4.2. Strong Influence of Vicariance and Oceanic Barriers on Genetic Structure

Both our SSR and cpDNA data supported a genetic divide between SCS and EIO, as previously observed in S. alba [11] and other mangrove species (see Introduction). We specifically tested for the effect of the Malay Peninsula as a genetic barrier with and without accounting for distance, and found a significant effect in both instances. However, the geographic distribution of cpDNA haplotypes in our study revealed that the Malay Peninsula did not dichotomously divide lineages between the Indian and Pacific Ocean. Instead, the haplotype in the Indian Ocean could be found throughout the distribution range, while another haplotype was largely confined within the South China Sea.

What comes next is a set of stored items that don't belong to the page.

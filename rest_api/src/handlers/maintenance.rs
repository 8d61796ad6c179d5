// rest_api/src/handlers/maintenance.rs

use axum::extract::State;

use lib::TicketFilter;
use models::hostel::{MaintenanceTicket, NewTicket, TicketUpdate};
use security::AuthenticatedUser;

use crate::errors::{ApiJson, ApiPath, ApiQuery, RestApiError};
use crate::response::ApiResponse;
use crate::AppState;

pub async fn list_tickets(
    State(state): State<AppState>,
    _user: AuthenticatedUser,
    ApiQuery(filter): ApiQuery<TicketFilter>,
) -> Result<ApiResponse<Vec<MaintenanceTicket>>, RestApiError> {
    Ok(ApiResponse::ok("tickets", state.store.list_tickets(&filter)?))
}

pub async fn create_ticket(
    State(state): State<AppState>,
    _user: AuthenticatedUser,
    ApiJson(new_ticket): ApiJson<NewTicket>,
) -> Result<ApiResponse<MaintenanceTicket>, RestApiError> {
    Ok(ApiResponse::created("ticket", state.store.create_ticket(new_ticket)?))
}

pub async fn get_ticket(
    State(state): State<AppState>,
    _user: AuthenticatedUser,
    ApiPath(id): ApiPath<String>,
) -> Result<ApiResponse<MaintenanceTicket>, RestApiError> {
    Ok(ApiResponse::ok("ticket", state.store.get_ticket(&id)?))
}

pub async fn update_ticket(
    State(state): State<AppState>,
    _user: AuthenticatedUser,
    ApiPath(id): ApiPath<String>,
    ApiJson(update): ApiJson<TicketUpdate>,
) -> Result<ApiResponse<MaintenanceTicket>, RestApiError> {
    Ok(ApiResponse::ok("ticket", state.store.update_ticket(&id, update)?))
}

pub async fn delete_ticket(
    State(state): State<AppState>,
    _user: AuthenticatedUser,
    ApiPath(id): ApiPath<String>,
) -> Result<ApiResponse<MaintenanceTicket>, RestApiError> {
    Ok(ApiResponse::ok("ticket", state.store.delete_ticket(&id)?))
}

The seclusion of the South China Sea haplotype in our study agreed with the findings from Yang et al. (2017) [11], though our cpDNA data did not demonstrate two clades corresponding to the Indo-Malesia and Australasia regions.

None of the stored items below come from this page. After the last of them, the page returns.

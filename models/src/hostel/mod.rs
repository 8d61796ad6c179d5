// models/src/hostel/mod.rs

pub mod invoice;
pub mod maintenance;
pub mod resident;
pub mod room;
pub mod user;

pub use invoice::{Invoice, InvoiceStatus, InvoiceUpdate, NewInvoice, PaymentMethod};
pub use maintenance::{MaintenanceTicket, NewTicket, Priority, TicketStatus, TicketUpdate};
pub use resident::{NewResident, Resident, ResidentIntake, ResidentStatus, ResidentUpdate};
pub use room::{NewRoom, Occupant, Room, RoomStatus, RoomType, RoomUpdate};
pub use user::{normalize_email, AccountStatus, NewUser, Role, User, UserProfile, UserUpdate};

use uuid::Uuid;

use crate::errors::{HostelError, HostelResult};

/// Generates a fresh document id.
pub fn new_id() -> String {
    Uuid::new_v4().to_string()
}

/// Trims a required text field, rejecting it when blank.
pub(crate) fn required(field: &str, value: &str) -> HostelResult<String> {
    let trimmed = value.trim();
    if trimmed.is_empty() {
        return Err(HostelError::validation(format!("{} is required", field)));
    }
    Ok(trimmed.to_string())
}

/// Trims an optional text field; blank input collapses to `None`.
pub(crate) fn optional(value: Option<String>) -> Option<String> {
    value
        .map(|v| v.trim().to_string())
        .filter(|v| !v.is_empty())
}

pub(crate) fn positive(field: &str, value: Option<f64>) -> HostelResult<f64> {
    match value {
        None => Err(HostelError::validation(format!("{} is required", field))),
        Some(v) if !v.is_finite() || v <= 0.0 => Err(HostelError::validation(format!(
            "{} must be a positive number",
            field
        ))),
        Some(v) => Ok(v),
    }
}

The combination of a wider geographic sampling (especially from marginal populations in the Southwest Pacific, Myanmar and Mozambique) and the usage of faster-mutating molecular markers (hence higher genetic diversity) in our study allowed for a broader and more refined biogeographic analysis than afforded in the recent study of S. alba by Yang et al. (2017) [11]. Notably, on top of EIO-SCS divergence, our data also supported further subdivision of population structuring within the EIO and SCS. These subdivisions were not detected in a previous study by Yang et al. (2017) [11], and highlighted the potential importance of oceanic barriers in restricting gene flow (see also [7]).

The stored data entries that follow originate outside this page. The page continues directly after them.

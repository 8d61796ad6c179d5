// lib/src/storage_engine/user_storage.rs

use sled::Transactional;
use tracing::info;

use models::errors::{HostelError, HostelResult};
use models::hostel::{normalize_email, AccountStatus, User, UserUpdate};

use super::collection::not_found;
use super::filters::UserFilter;
use super::sled_storage::HostelStore;
use super::storage_utils::{abort, claim_unique, finish, release_unique, tx_get, tx_put, tx_take};

const EMAIL: &str = "email";

impl HostelStore {
    /// Adds an account whose password is already hashed. Emails are unique.
    pub fn add_user(&self, user: User) -> HostelResult<User> {
        finish((self.users.tree(), &self.user_emails).transaction(|(users, emails)| {
            claim_unique(emails, &user.email, &user.id, EMAIL)?;
            tx_put(users, &user.id, &user)
        }))?;
        info!("Added user {} as {:?}", user.email, user.role);
        Ok(user)
    }

    pub fn get_user(&self, id: &str) -> HostelResult<User> {
        self.users.require(id)
    }

    pub fn get_user_by_email(&self, email: &str) -> HostelResult<Option<User>> {
        let email = match normalize_email(email) {
            Ok(email) => email,
            Err(_) => return Ok(None),
        };
        match self.user_emails.get(email.as_bytes())? {
            Some(id) => self.users.get(&String::from_utf8_lossy(&id)),
            None => Ok(None),
        }
    }

    pub fn has_users(&self) -> bool {
        !self.users.is_empty()
    }

    pub fn list_users(&self, filter: &UserFilter) -> HostelResult<Vec<User>> {
        let mut users: Vec<User> = self.users.list()?.into_iter().filter(|u| filter.matches(u)).collect();
        users.sort_by(|a, b| b.created_at.cmp(&a.created_at));
        Ok(users)
    }

    /// Applies an edit; `password_hash` replaces the stored hash when present.
    /// `acting_user_id` cannot disable itself or give up its admin role.
    pub fn update_user(
        &self,
        id: &str,
        update: UserUpdate,
        password_hash: Option<String>,
        acting_user_id: &str,
    ) -> HostelResult<User> {
        if id == acting_user_id {
            if update.status == Some(AccountStatus::Disabled) {
                return Err(HostelError::conflict("you cannot disable your own account"));
            }
            if update.role.is_some_and(|role| !role.is_admin()) {
                return Err(HostelError::conflict("you cannot remove your own admin role"));
            }
        }
        finish((self.users.tree(), &self.user_emails).transaction(|(users, emails)| {
            let mut user: User = match tx_get(users, id)? {
                Some(user) => user,
                None => return abort(not_found::<User>(id)),
            };
            let previous_email = user.email.clone();
            if let Err(e) = user.apply_update(update.clone(), password_hash.clone()) {
                return abort(e);
            }
            if user.email != previous_email {
                claim_unique(emails, &user.email, &user.id, EMAIL)?;
                release_unique(emails, &previous_email)?;
            }
            tx_put(users, &user.id, &user)?;
            Ok(user)
        }))
    }

    /// Deletes an account. `acting_user_id` cannot delete itself.
    pub fn delete_user(&self, id: &str, acting_user_id: &str) -> HostelResult<User> {
        if id == acting_user_id {
            return Err(HostelError::conflict("you cannot delete your own account"));
        }
        let user = finish((self.users.tree(), &self.user_emails).transaction(|(users, emails)| {
            let user: User = match tx_take(users, id)? {
                Some(user) => user,
                None => return abort(not_found::<User>(id)),
            };
            release_unique(emails, &user.email)?;
            Ok(user)
        }))?;
        info!("Deleted user {}", user.email);
        Ok(user)
    }
}
// rest_api/src/handlers/billing.rs
//
// Statuses are evaluated against today's date on the way out, so a
// pending invoice past its due date is reported as Overdue.

use axum::{body::Bytes, extract::State};
use chrono::{NaiveDate, Utc};

use lib::{InvoiceFilter, PaymentRequest};
use models::hostel::{Invoice, InvoiceUpdate, NewInvoice};
use security::AuthenticatedUser;

use crate::errors::{ApiJson, ApiPath, ApiQuery, RestApiError};
use crate::response::ApiResponse;
use crate::AppState;

fn today() -> NaiveDate {
    Utc::now().date_naive()
}

pub async fn list_invoices(
    State(state): State<AppState>,
    _user: AuthenticatedUser,
    ApiQuery(filter): ApiQuery<InvoiceFilter>,
) -> Result<ApiResponse<Vec<Invoice>>, RestApiError> {
    Ok(ApiResponse::ok("invoices", state.store.list_invoices(&filter, today())?))
}

pub async fn create_invoice(
    State(state): State<AppState>,
    _user: AuthenticatedUser,
    ApiJson(new_invoice): ApiJson<NewInvoice>,
) -> Result<ApiResponse<Invoice>, RestApiError> {
    let invoice = state.store.create_invoice(new_invoice)?;
    Ok(ApiResponse::created("invoice", invoice.evaluated(today())))
}

pub async fn get_invoice(
    State(state): State<AppState>,
    _user: AuthenticatedUser,
    ApiPath(id): ApiPath<String>,
) -> Result<ApiResponse<Invoice>, RestApiError> {
    Ok(ApiResponse::ok("invoice", state.store.get_invoice(&id)?.evaluated(today())))
}

pub async fn update_invoice(
    State(state): State<AppState>,
    _user: AuthenticatedUser,
    ApiPath(id): ApiPath<String>,
    ApiJson(update): ApiJson<InvoiceUpdate>,
) -> Result<ApiResponse<Invoice>, RestApiError> {
    let invoice = state.store.update_invoice(&id, update)?;
    Ok(ApiResponse::ok("invoice", invoice.evaluated(today())))
}

pub async fn delete_invoice(
    State(state): State<AppState>,
    _user: AuthenticatedUser,
    ApiPath(id): ApiPath<String>,
) -> Result<ApiResponse<Invoice>, RestApiError> {
    Ok(ApiResponse::ok("invoice", state.store.delete_invoice(&id)?))
}

pub async fn pay_invoice(
    State(state): State<AppState>,
    _user: AuthenticatedUser,
    ApiPath(id): ApiPath<String>,
    body: Bytes,
) -> Result<ApiResponse<Invoice>, RestApiError> {
    // An empty body pays with the default method.
    let request: PaymentRequest = if body.is_empty() {
        PaymentRequest::default()
    } else {
        serde_json::from_slice(&body).map_err(|e| RestApiError::InvalidInput(e.to_string()))?
    };
    let invoice = lib::pay_invoice(&state.store, state.payments.as_ref(), &id, request).await?;
    Ok(ApiResponse::ok("invoice", invoice))
}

In particular, populations from the Andaman Sea and northern Strait of Malacca were found to be highly insular, though to a lesser extent than the populations from Northern Australia and Southwest Pacific Ocean (Table 3; Figure 2b and Figure 3b,c). The genetic divergence observed in populations from the Andaman Sea and northern Strait of Malacca could similarly be attributed to vicariance. During glacial periods, larger areas of the Andaman and Nicobar islands were exposed, partially enclosing the Andaman Sea into a basin [45], potentially limiting gene flow between the mangrove refugia within the basin and the populations beyond it. Contemporary populations from the Andaman Sea and northern Strait of Malacca were likely colonized by individuals from the refugia during interglacial periods. Our Bayesian analysis revealed that the populations from the northern and southern Strait of Malacca were from different genetic lineages, possibly as a result of this vicariance. Nevertheless, gene flow was detected between these two lineages, suggesting that recent post-glaciation contact counteracted the strong effects of vicariance. It is interesting to note that the phylogeographic pattern observed here differed from that of R. mucronata, for which a genetic continuity was detected at the boundary between the Andaman Sea and the Malacca Strait [7]. In S. alba, the boundary was pushed further south into the Malacca Strait. Such inter-species disparity in phylogeographic pattern can result from differences in dispersal potential, habitat specificity, and level of exposure to tidal flow [47].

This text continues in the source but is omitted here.